|I was wondering why that tennis ball kept getting bigger and bigger*, said Micron. Then it hit me.|
In A Big Little Life** author Dean Koontz tells a story about his neighborhood walks with Trixie, a golden retriever CCI retiree that he and his wife adopted.
Spoiler alert: this book is awesome. Something that which inspires one to awe. The entire, splendid thing.
In this particular walking-the-dog tale***, we get an understanding of the deep appreciation Trixie had for tennis balls. After the usual passage of tennis courts along their stroll, one evening Trixie is disappointed to not have found an abandoned tennis ball or two this time. It is her daily joy to discover a fuzzy yellow ball to roll around in her mouth on her way back home. But on this evening, something else is different too.
Trixie balks on the leash. She stops and turns to look back at the tennis courts. Dean Koontz's wife, Gerda, is on the other end of the leash, wondering what is on her otherwise obedient dog's mind. In Dean Koontz's words:
"Looking up at her mom, she opened her mouth and thrust her muzzle forward as though straining to produce a sound -- then spoke."
"This sound -- pronounced like the word awe with a b in front, slightly attenuated -- was so unlike anything that came from Trixie before, was delivered with such an earnest expression, and was accompanied by such tension in our girl's entire body . . .
Turns out, she realized there was a ball hidden under a bush and she needed permission to go back and get it. She merely hesitated, because Trixie was a good girl and not the kind of dog that *cough micron cough* will forcibly drag their hapless person across three tennis courts to retrieve a high value treat. And so it seemed to Gerda that Trixie's vocalization was an attempt to say exactly and simply what was on her mind.
Ok folks, that story, and the golden butterfly one that opens A Big Little Life kinda gives me chills just a little. Whether fact or the fanciful stuff written by a prolific writer of fiction, we Lovers of All Things Dog are well experienced in the magic of the human-canine bond, aren't we?
Those of us so fortunate to spend our days with our dogs at our sides find ourselves somewhat bilingual with at least a basic level of Dog Speak. We know to watch body language to determine if that yawn indicates a sleepy dog or a stressed one. Or listen to specific vocalization as a clue to what our furry friend is thinking.
While lying around like a shedding carpet, a softly uttered moan indicates the mighty Micron is exhausted, but low groan is passive-aggressive communication that the big guy needs to use the lawn facilities. The latter requires him to actually get up and move, which I suspect is where the groaning comes in. There ain't nobody as skilled in the art of Relaxation as the mighty Micron, you know.

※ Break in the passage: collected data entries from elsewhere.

//! Placeholder templates.
//!
//! A template compiles once into a flat list of [`Token`]s which is both what
//! gets interpreted at render time and what the cache persists. Supported
//! placeholders:
//!
//! - `${name}` substitutes the field verbatim.
//! - `<%= name %>` substitutes verbatim, `<%- name %>` HTML-escaped.
//! - `\${` is a literal `${`, so generated JavaScript can keep its own
//!   template literals.

pub mod cache;
mod context;

pub use context::RenderContext;

use crate::error::{RenderError, TemplateSyntaxError};
use serde::{Deserialize, Serialize};

/// One piece of a compiled template.
#[derive(Debug, Clone, PartialEq, Eq, Serialize, Deserialize)]
#[serde(tag = "kind", rename_all = "snake_case")]
pub enum Token {
    Text {
        value: String,
    },
    Field {
        name: String,
        escape: bool,
        line: usize,
        column: usize,
    },
}

/// A compiled template.
#[derive(Debug, Clone, PartialEq, Eq)]
pub struct Template {
    tokens: Vec<Token>,
}

/// Placeholder openers in the order they are looked for.
enum Opener {
    EscapedDollar,
    Dollar,
    Erb,
}

impl Template {
    /// Compiles template source into tokens.
    ///
    /// # Errors
    ///
    /// Returns `TemplateSyntaxError` for unterminated placeholders, invalid
    /// identifiers, and `<% %>` code blocks.
    pub fn compile(source: &str) -> Result<Self, TemplateSyntaxError> {
        let mut tokens: Vec<Token> = Vec::new();
        let mut text: String = String::new();
        let mut offset: usize = 0;

        while let Some((start, opener)) = next_opener(source, offset) {
            text.push_str(&source[offset..start]);
            match opener {
                Opener::EscapedDollar => {
                    text.push_str("${");
                    offset = start + 3;
                }
                Opener::Dollar => {
                    let body_start: usize = start + 2;
                    let Some(len) = source[body_start..].find('}') else {
                        return Err(syntax_error(source, start, "unterminated `${` placeholder"));
                    };
                    let name: &str = parse_identifier(source, start, &source[body_start..body_start + len])?;
                    flush_text(&mut tokens, &mut text);
                    tokens.push(field_token(source, start, name, false));
                    offset = body_start + len + 1;
                }
                Opener::Erb => {
                    let escape: bool = match source[start + 2..].chars().next() {
                        Some('=') => false,
                        Some('-') => true,
                        _ => {
                            return Err(syntax_error(
                                source,
                                start,
                                "code blocks are not supported; use `<%=` or `<%-`",
                            ));
                        }
                    };
                    let body_start: usize = start + 3;
                    let Some(len) = source[body_start..].find("%>") else {
                        return Err(syntax_error(source, start, "unterminated `<%` placeholder"));
                    };
                    let name: &str = parse_identifier(source, start, &source[body_start..body_start + len])?;
                    flush_text(&mut tokens, &mut text);
                    tokens.push(field_token(source, start, name, escape));
                    offset = body_start + len + 2;
                }
            }
        }
        text.push_str(&source[offset..]);
        flush_text(&mut tokens, &mut text);

        Ok(Self { tokens })
    }

    /// Rebuilds a template from tokens read back from a cache artifact.
    #[must_use]
    pub fn from_tokens(tokens: Vec<Token>) -> Self {
        Self { tokens }
    }

    #[must_use]
    pub fn tokens(&self) -> &[Token] {
        &self.tokens
    }

    /// Field names referenced by the template, in order of appearance.
    #[cfg(test)]
    pub(crate) fn fields(&self) -> impl Iterator<Item = &str> {
        self.tokens.iter().filter_map(|token| match token {
            Token::Field { name, .. } => Some(name.as_str()),
            Token::Text { .. } => None,
        })
    }

    /// Substitutes every placeholder from `context`.
    ///
    /// # Errors
    ///
    /// Returns `RenderError` for the first placeholder whose field the context
    /// does not define.
    pub fn render(&self, context: &RenderContext) -> Result<String, RenderError> {
        let mut output: String = String::new();
        for token in &self.tokens {
            match token {
                Token::Text { value } => output.push_str(value),
                Token::Field {
                    name,
                    escape,
                    line,
                    column,
                } => {
                    let value = context.get(name).ok_or_else(|| RenderError {
                        field: name.clone(),
                        line: *line,
                        column: *column,
                    })?;
                    if *escape {
                        push_html_escaped(&mut output, &value);
                    } else {
                        output.push_str(&value);
                    }
                }
            }
        }
        Ok(output)
    }
}

fn next_opener(source: &str, from: usize) -> Option<(usize, Opener)> {
    let rest: &str = &source[from..];
    let dollar: Option<usize> = rest.find("${");
    let erb: Option<usize> = rest.find("<%");
    let (index, opener) = match (dollar, erb) {
        (Some(d), Some(e)) if e < d => (e, Opener::Erb),
        (Some(d), _) => (d, Opener::Dollar),
        (None, Some(e)) => (e, Opener::Erb),
        (None, None) => return None,
    };
    if matches!(opener, Opener::Dollar) && rest[..index].ends_with('\\') {
        return Some((from + index - 1, Opener::EscapedDollar));
    }
    Some((from + index, opener))
}

fn flush_text(tokens: &mut Vec<Token>, text: &mut String) {
    if !text.is_empty() {
        tokens.push(Token::Text {
            value: std::mem::take(text),
        });
    }
}

fn field_token(source: &str, offset: usize, name: &str, escape: bool) -> Token {
    let (line, column) = position(source, offset);
    Token::Field {
        name: name.to_string(),
        escape,
        line,
        column,
    }
}

fn parse_identifier<'a>(
    source: &str,
    offset: usize,
    body: &'a str,
) -> Result<&'a str, TemplateSyntaxError> {
    let name: &str = body.trim();
    if is_identifier(name) {
        Ok(name)
    } else {
        Err(syntax_error(
            source,
            offset,
            &format!("`{name}` is not a valid identifier"),
        ))
    }
}

/// `[A-Za-z_$][A-Za-z0-9_$]*`
#[must_use]
pub fn is_identifier(name: &str) -> bool {
    let mut chars = name.chars();
    chars
        .next()
        .is_some_and(|c| c.is_ascii_alphabetic() || c == '_' || c == '$')
        && chars.all(|c| c.is_ascii_alphanumeric() || c == '_' || c == '$')
}

/// 1-based line and column (in chars) of a byte offset.
fn position(source: &str, offset: usize) -> (usize, usize) {
    let before: &str = &source[..offset];
    let line: usize = before.matches('\n').count() + 1;
    let line_start: usize = before.rfind('\n').map_or(0, |i| i + 1);
    let column: usize = before[line_start..].chars().count() + 1;
    (line, column)
}

fn syntax_error(source: &str, offset: usize, message: &str) -> TemplateSyntaxError {
    let (line, column) = position(source, offset);
    TemplateSyntaxError {
        line,
        column,
        message: message.to_string(),
    }
}

fn push_html_escaped(output: &mut String, value: &str) {
    for c in value.chars() {
        match c {
            '&' => output.push_str("&amp;"),
            '<' => output.push_str("&lt;"),
            '>' => output.push_str("&gt;"),
            '"' => output.push_str("&quot;"),
            '\'' => output.push_str("&#x27;"),
            '`' => output.push_str("&#x60;"),
            other => output.push(other),
        }
    }
}

#[cfg(test)]
mod tests {
    use super::*;

    fn context() -> RenderContext {
        RenderContext::new("widget", r#"{"type":"object"}"#, r#"{"a":"<b>"}"#)
    }

    #[test]
    fn dollar_placeholders_substitute_fields() {
        let template = Template::compile("const ${slug} = ${ exampleModel };").unwrap();
        let actual: String = template.render(&context()).unwrap();
        assert_eq!(actual, r#"const widget = {"a":"<b>"};"#);
    }

    #[test]
    fn erb_placeholders_substitute_and_escape() {
        let template = Template::compile("<%= schema %>|<%- exampleModel %>").unwrap();
        let actual: String = template.render(&context()).unwrap();
        assert_eq!(
            actual,
            r#"{"type":"object"}|{&quot;a&quot;:&quot;&lt;b&gt;&quot;}"#
        );
    }

    #[test]
    fn escaped_dollar_is_literal() {
        let template = Template::compile(r"`/api/\${id}` ${slug}").unwrap();
        assert_eq!(template.render(&context()).unwrap(), "`/api/${id}` widget");
        assert_eq!(template.fields().collect::<Vec<_>>(), vec!["slug"]);
    }

    #[test]
    fn plain_text_compiles_to_one_token() {
        let template = Template::compile("no placeholders here $ { <").unwrap();
        assert_eq!(
            template.tokens(),
            &[Token::Text {
                value: "no placeholders here $ { <".to_string()
            }]
        );
    }

    #[test]
    fn empty_source_compiles_to_no_tokens() {
        let template = Template::compile("").unwrap();
        assert!(template.tokens().is_empty());
        assert_eq!(template.render(&context()).unwrap(), "");
    }

    #[test]
    fn unterminated_dollar_reports_position() {
        let err = Template::compile("line one\n  ${slug").unwrap_err();
        assert_eq!((err.line, err.column), (2, 3));
        assert!(err.message.contains("unterminated"));
    }

    #[test]
    fn invalid_identifier_is_rejected() {
        let err = Template::compile("${slug.length}").unwrap_err();
        assert!(err.message.contains("`slug.length`"));
        let err = Template::compile("${}").unwrap_err();
        assert!(err.message.contains("not a valid identifier"));
    }

    #[test]
    fn erb_code_blocks_are_rejected() {
        let err = Template::compile("<% if (x) { %>").unwrap_err();
        assert!(err.message.contains("code blocks"));
        let err = Template::compile("<%= slug").unwrap_err();
        assert!(err.message.contains("unterminated"));
    }

    #[test]
    fn unknown_field_is_a_render_error() {
        let template = Template::compile("ok\n${slug} ${model}").unwrap();
        let err = template.render(&context()).unwrap_err();
        assert_eq!(err.field, "model");
        assert_eq!((err.line, err.column), (2, 9));
    }

    #[test]
    fn columns_count_chars_not_bytes() {
        let err = Template::compile("héllo ${").unwrap_err();
        assert_eq!((err.line, err.column), (1, 7));
    }

    #[test]
    fn identifier_rules() {
        assert!(is_identifier("slug"));
        assert!(is_identifier("_private"));
        assert!(is_identifier("$el"));
        assert!(is_identifier("exampleModel2"));
        assert!(!is_identifier(""));
        assert!(!is_identifier("2fast"));
        assert!(!is_identifier("with-dash"));
        assert!(!is_identifier("naïve"));
    }
}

Oh, but outside play time is a whole 'nuther animal, so to speak. Being a retriever, our Micron is hard-wired in the noggin to carry things about in his maw. Of course, one should never expect this fellow to articulate a "Baw" to express his infatuation of tennis balls. But it is indeed clear when a game of Ball is on his mind. Micron keeps it easy for us. He simply finds one of the dozens of tennis balls strewn about the house like little fuzzy landmines to roll an ankle on -- and brings it to you.
With a wide doggy smile and plumed tail waving like a flag, he drops the slightly damp ball upon a lap and takes a step back. His thoughts are radio waves with one simple repeating message: throw the ball throw the ball throw the ball . . . .
And we do. We throw the ball -- over and over.
Noting the photo on the right, a ball in the mouth and second one to chase just might cause a short-circuit the canine neurons. This situation, says Micron, blows my mind a little. I love them both so much.
Speaking of love, a friend with a new puppy was asking for advice the other day. She has so much energy, says my good friend. And she chews on everything, even the furniture. What should I do?
Um, I say. Lookit, we all know I'm merely a Lover of Dog, not some kind of obedience expert. I have no more business giving this kind of advice than I do talking about tax laws. But in the Hippocratic spirit of "First, Do No Harm", I give it a shot.
Well, I say. Sounds to me like she's acting just like a normal puppy. Good luck to ya.
Ok, I realize that's helpful not at all. So I follow-up with the benefits of crate training, Bitter Apple, and professional obedience classes.
But in the meantime, I add, here's what will really help to bond you two. Simple things, really. Always be in the same room when your pup is eating and interact with her. Make sure she knows this wonderful experience comes from you. Give her a lot of positive attention when she's good, especially so during those rare quiet times.
And this is really important, I continue. Play with her. Exercise her. It will help her burn some of that destructive puppy energy and she'll eventually link these good times to your presence. It'll take time, but some day this dog will know you as the Best Thing Ever. And it will be her mission in life to please you.
She'll want to play ball with you because she sees it makes you happy, too.
I'm confident with this bit of advice. I am. Because it goes both ways, this playtime with my own dog.
See, every time that Micron drops a ball into my lap and I look up from my book to meet his smiling, root-beer brown eyes, well . . .
That's the Best Thing Ever, says me.
*You see it, right? The tennis ball? Just follow Micron's line of sight to see it hovering there in the top part of the photo.
**A Big Little Life, a memoir of a joyful dog named Trixie by Dean Koontz. This tome is a wonderful introduction to Trixie and her life with Dean and Gerda Koontz. And the glorious Trixie has told her own story in such treasures as Bliss to You: Trixie's Guide to a Happy Life and I, Trixie, who is Dog. There's a whole feel-good series of these things. I recommend the lot of them.